Combine /kämˌbīn/ - Metadata Aggregator Platform
MIT License
26 stars 11 forks source link

background tasks: explore celery or gearman #181

Closed ghukill closed 6 years ago

ghukill commented 6 years ago

Django-Background-Task has been working great until now, but might have hit limits.

1) Hash for running / completed tasks are not unique; they are hashses of task.name and task.params. This means that an identical function / params call will have the same hash in DB. ID changes as well, so there is nothing that can link.

2) Tasks run sequentially. When background tasks were exclusively for deleting Jobs, this was not necessarily a bad thing, as it kept the pressure off MySQL. But if background tasks will be used for report generation, perhaps it's not ideal.

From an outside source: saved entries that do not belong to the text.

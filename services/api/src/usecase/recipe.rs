use std::collections::{HashMap, HashSet};

use foodgram_domain::pagination::{Page, PageRequest};
use foodgram_domain::relation::RelationKind;
use foodgram_domain::validate::{has_max_len, resolve_ids};

use crate::domain::repository::{
    IngredientRepository, RecipeRepository, RelationRepository, TagRepository, UserRepository,
};
use crate::domain::types::{
    IngredientAmount, NewRecipe, Profile, Recipe, RecipeChanges, RecipeFilter, RecipeView,
};
use crate::error::ApiError;
use crate::usecase::user::require_active;

pub const NAME_MAX_LEN: usize = 64;
pub const TEXT_MAX_LEN: usize = 1024;
pub const COOKING_TIME_RANGE: (i64, i64) = (1, 300);
pub const AMOUNT_RANGE: (i64, i64) = (1, 30);

/// One `{id, amount}` entry of a recipe payload.
#[derive(Debug, Clone, Copy)]
pub struct IngredientAmountInput {
    pub id: i32,
    pub amount: i64,
}

pub struct CreateRecipeInput {
    pub tags: Vec<i32>,
    pub ingredients: Vec<IngredientAmountInput>,
    pub name: String,
    pub image: String,
    pub text: String,
    pub cooking_time: i64,
}

#[derive(Default)]
pub struct UpdateRecipeInput {
    pub tags: Option<Vec<i32>>,
    pub ingredients: Option<Vec<IngredientAmountInput>>,
    pub name: Option<String>,
    pub image: Option<String>,
    pub text: Option<String>,
    pub cooking_time: Option<i64>,
}

// ── Validation ───────────────────────────────────────────────────────────────

fn validate_tags(tags: &[i32]) -> Result<Vec<i32>, ApiError> {
    if tags.is_empty() {
        return Err(ApiError::validation("tags must not be empty"));
    }
    let mut seen = HashSet::new();
    Ok(tags.iter().copied().filter(|id| seen.insert(*id)).collect())
}

fn validate_ingredients(
    ingredients: &[IngredientAmountInput],
) -> Result<Vec<IngredientAmount>, ApiError> {
    if ingredients.is_empty() {
        return Err(ApiError::validation("ingredients must not be empty"));
    }
    let mut seen = HashSet::new();
    ingredients
        .iter()
        .map(|item| {
            if !seen.insert(item.id) {
                return Err(ApiError::validation(format!(
                    "ingredient {} is listed more than once",
                    item.id
                )));
            }
            Ok(IngredientAmount {
                ingredient_id: item.id,
                amount: in_range(item.amount, AMOUNT_RANGE, "amount")?,
            })
        })
        .collect()
}

fn in_range(value: i64, (min, max): (i64, i64), field: &str) -> Result<i16, ApiError> {
    if !(min..=max).contains(&value) {
        return Err(ApiError::validation(format!(
            "{field} must be between {min} and {max}"
        )));
    }
    i16::try_from(value)
        .map_err(|_| ApiError::validation(format!("{field} must be between {min} and {max}")))
}

fn validate_name(name: &str) -> Result<String, ApiError> {
    let name = name.trim();
    if name.is_empty() {
        return Err(ApiError::validation("name must not be empty"));
    }
    if !has_max_len(name, NAME_MAX_LEN) {
        return Err(ApiError::validation(format!(
            "name must be at most {NAME_MAX_LEN} characters"
        )));
    }
    Ok(name.to_owned())
}

fn validate_text(text: &str) -> Result<String, ApiError> {
    if !has_max_len(text, TEXT_MAX_LEN) {
        return Err(ApiError::validation(format!(
            "text must be at most {TEXT_MAX_LEN} characters"
        )));
    }
    Ok(text.to_owned())
}

fn validate_image(image: &str) -> Result<String, ApiError> {
    let image = image.trim();
    if image.is_empty() {
        return Err(ApiError::validation("image must not be empty"));
    }
    Ok(image.to_owned())
}

/// Check a create payload without touching storage.
pub fn validate_create(author_id: i32, input: CreateRecipeInput) -> Result<NewRecipe, ApiError> {
    let tag_ids = validate_tags(&input.tags)?;
    let ingredients = validate_ingredients(&input.ingredients)?;
    let cooking_time = in_range(input.cooking_time, COOKING_TIME_RANGE, "cooking_time")?;
    Ok(NewRecipe {
        author_id,
        name: validate_name(&input.name)?,
        description: validate_text(&input.text)?,
        image: validate_image(&input.image)?,
        cooking_time,
        tag_ids,
        ingredients,
    })
}

/// Check the supplied fields of an update payload without touching storage.
pub fn validate_update(input: UpdateRecipeInput) -> Result<RecipeChanges, ApiError> {
    Ok(RecipeChanges {
        tag_ids: input.tags.as_deref().map(validate_tags).transpose()?,
        ingredients: input
            .ingredients
            .as_deref()
            .map(validate_ingredients)
            .transpose()?,
        cooking_time: input
            .cooking_time
            .map(|t| in_range(t, COOKING_TIME_RANGE, "cooking_time"))
            .transpose()?,
        name: input.name.as_deref().map(validate_name).transpose()?,
        description: input.text.as_deref().map(validate_text).transpose()?,
        image: input.image.as_deref().map(validate_image).transpose()?,
    })
}

fn join_ids(ids: &[i32]) -> String {
    ids.iter()
        .map(i32::to_string)
        .collect::<Vec<_>>()
        .join(", ")
}

/// Make sure every referenced tag and ingredient exists.
async fn resolve_references<T: TagRepository, I: IngredientRepository>(
    tags: &T,
    ingredients: &I,
    tag_ids: Option<&[i32]>,
    amounts: Option<&[IngredientAmount]>,
) -> Result<(), ApiError> {
    if let Some(tag_ids) = tag_ids {
        let found = tags.find_by_ids(tag_ids).await?;
        resolve_ids(tag_ids, found, |t| t.id).map_err(|missing| {
            ApiError::validation(format!("unknown tag ids: {}", join_ids(&missing)))
        })?;
    }
    if let Some(amounts) = amounts {
        let ids: Vec<i32> = amounts.iter().map(|a| a.ingredient_id).collect();
        let found = ingredients.find_by_ids(&ids).await?;
        resolve_ids(&ids, found, |i| i.id).map_err(|missing| {
            ApiError::validation(format!("unknown ingredient ids: {}", join_ids(&missing)))
        })?;
    }
    Ok(())
}

// ── CreateRecipe ─────────────────────────────────────────────────────────────

pub struct CreateRecipeUseCase<R, T, I, U>
where
    R: RecipeRepository,
    T: TagRepository,
    I: IngredientRepository,
    U: UserRepository,
{
    pub recipes: R,
    pub tags: T,
    pub ingredients: I,
    pub users: U,
}

impl<R, T, I, U> CreateRecipeUseCase<R, T, I, U>
where
    R: RecipeRepository,
    T: TagRepository,
    I: IngredientRepository,
    U: UserRepository,
{
    pub async fn execute(
        &self,
        author_id: i32,
        input: CreateRecipeInput,
    ) -> Result<Recipe, ApiError> {
        let new = validate_create(author_id, input)?;
        require_active(&self.users, author_id).await?;
        resolve_references(
            &self.tags,
            &self.ingredients,
            Some(&new.tag_ids),
            Some(&new.ingredients),
        )
        .await?;
        let id = self.recipes.create(&new).await?;
        self.recipes
            .find_by_id(id)
            .await?
            .ok_or(ApiError::RecipeNotFound)
    }
}

// ── UpdateRecipe ─────────────────────────────────────────────────────────────

pub struct UpdateRecipeUseCase<R, T, I, U>
where
    R: RecipeRepository,
    T: TagRepository,
    I: IngredientRepository,
    U: UserRepository,
{
    pub recipes: R,
    pub tags: T,
    pub ingredients: I,
    pub users: U,
}

impl<R, T, I, U> UpdateRecipeUseCase<R, T, I, U>
where
    R: RecipeRepository,
    T: TagRepository,
    I: IngredientRepository,
    U: UserRepository,
{
    pub async fn execute(
        &self,
        user_id: i32,
        is_staff: bool,
        recipe_id: i32,
        input: UpdateRecipeInput,
    ) -> Result<Recipe, ApiError> {
        require_active(&self.users, user_id).await?;
        let recipe = self
            .recipes
            .find_by_id(recipe_id)
            .await?
            .ok_or(ApiError::RecipeNotFound)?;
        if !recipe.is_owned_by(user_id) && !is_staff {
            return Err(ApiError::Forbidden);
        }
        let changes = validate_update(input)?;
        resolve_references(
            &self.tags,
            &self.ingredients,
            changes.tag_ids.as_deref(),
            changes.ingredients.as_deref(),
        )
        .await?;
        self.recipes.update(recipe_id, &changes).await?;
        self.recipes
            .find_by_id(recipe_id)
            .await?
            .ok_or(ApiError::RecipeNotFound)
    }
}

// ── DeleteRecipe ─────────────────────────────────────────────────────────────

pub struct DeleteRecipeUseCase<R: RecipeRepository, U: UserRepository> {
    pub recipes: R,
    pub users: U,
}

impl<R: RecipeRepository, U: UserRepository> DeleteRecipeUseCase<R, U> {
    pub async fn execute(
        &self,
        user_id: i32,
        is_staff: bool,
        recipe_id: i32,
    ) -> Result<(), ApiError> {
        require_active(&self.users, user_id).await?;
        let recipe = self
            .recipes
            .find_by_id(recipe_id)
            .await?
            .ok_or(ApiError::RecipeNotFound)?;
        if !recipe.is_owned_by(user_id) && !is_staff {
            return Err(ApiError::Forbidden);
        }
        if !self.recipes.delete(recipe_id).await? {
            return Err(ApiError::RecipeNotFound);
        }
        Ok(())
    }
}

// ── GetRecipe ────────────────────────────────────────────────────────────────

pub struct GetRecipeUseCase<R: RecipeRepository> {
    pub recipes: R,
}

impl<R: RecipeRepository> GetRecipeUseCase<R> {
    pub async fn execute(&self, recipe_id: i32) -> Result<Recipe, ApiError> {
        self.recipes
            .find_by_id(recipe_id)
            .await?
            .ok_or(ApiError::RecipeNotFound)
    }
}

// ── ListRecipes ──────────────────────────────────────────────────────────────

pub struct ListRecipesUseCase<R: RecipeRepository> {
    pub recipes: R,
}

impl<R: RecipeRepository> ListRecipesUseCase<R> {
    pub async fn execute(
        &self,
        filter: &RecipeFilter,
        page: PageRequest,
    ) -> Result<Page<Recipe>, ApiError> {
        self.recipes.list(filter, page.clamped()).await
    }
}

// ── DescribeRecipes ──────────────────────────────────────────────────────────

/// Decorate recipes with their author profile and the viewer's favorite/cart flags.
pub struct DescribeRecipesUseCase<U: UserRepository, Rel: RelationRepository> {
    pub users: U,
    pub relations: Rel,
}

impl<U: UserRepository, Rel: RelationRepository> DescribeRecipesUseCase<U, Rel> {
    pub async fn execute(
        &self,
        viewer: Option<i32>,
        recipes: Vec<Recipe>,
    ) -> Result<Vec<RecipeView>, ApiError> {
        let recipe_ids: Vec<i32> = recipes.iter().map(|r| r.id).collect();
        let mut author_ids: Vec<i32> = recipes.iter().filter_map(|r| r.author_id).collect();
        author_ids.sort_unstable();
        author_ids.dedup();

        let authors: HashMap<i32, _> = self
            .users
            .find_by_ids(&author_ids)
            .await?
            .into_iter()
            .map(|u| (u.id, u))
            .collect();

        let (favorited, in_cart, subscribed) = match viewer {
            Some(viewer) => (
                self.relations
                    .targets_among(RelationKind::Favorite, viewer, &recipe_ids)
                    .await?,
                self.relations
                    .targets_among(RelationKind::Cart, viewer, &recipe_ids)
                    .await?,
                self.relations
                    .targets_among(RelationKind::Subscription, viewer, &author_ids)
                    .await?,
            ),
            None => Default::default(),
        };

        Ok(recipes
            .into_iter()
            .map(|recipe| {
                let author = recipe
                    .author_id
                    .and_then(|id| authors.get(&id))
                    .map(|user| Profile {
                        user: user.clone(),
                        is_subscribed: subscribed.contains(&user.id),
                    });
                RecipeView {
                    is_favorited: favorited.contains(&recipe.id),
                    is_in_shopping_cart: in_cart.contains(&recipe.id),
                    author,
                    recipe,
                }
            })
            .collect())
    }
}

Have used celery in the past for other work, and while there is some overhead for setting up, it's powerful and well documented. New to Gearman, but see that Archivematica uses and might be worth exploring.

ghukill commented 6 years ago

Alternatively, a quick hack will allow the continued use of background tasks for time being, ensuring all task hashes are unique - pass a unique string to each background task function call (in this case goober)

In [8]: bgt = test_bg_task(duration=5, unique_hash=uuid.uuid4().urn)

In [9]: bgt.task_hash
Out[9]: '452dee1c7ffc475b0e80a64b6471eb7fe13338a3'

In [10]: bgt = test_bg_task(duration=5, unique_hash=uuid.uuid4().urn)

In [11]: bgt.task_hash
Out[11]: 'd3089069c75454a0154c844c5420f457ddbbb3b7'

While this works, it's not ideal.

ghukill commented 6 years ago

After perusing docs a bit more, other options abound.

1) Can ascribe a verbose_name to a task, which can become a handy unique identifier across running/queued/completed tasks

2) Also, can affix another model instance to Django background task. This is enticing, as it would remove the need to do so the other way (Combine task --> Django BG task), but there is cost that way as well:

FieldError: Field 'creator' does not generate an automatic reverse relation and therefore cannot be used for reverse querying. If it is a GenericForeignKey, consider adding a GenericRelation.

The creator field does not have an automatic reverse relation, so cannot query tasks wherer creator == CombineBackgroundTask instance. Thinking more, it would be most helpful to paint a table of Combine tasks, which have been tethered with a hash to the Django tasks. Would fail more gracefully in instances where a Combine task was attempted, but no background task was created; this would indicate to user that it was tried, but for some reason, was never initiated. But the Combine task should be prioritized.

ghukill commented 6 years ago

Made sufficient progress with Django Background Tasks to continue using. Like that they are natively tied to Django ORM. And, they can run concurrently, so there are options there. Closing this for now.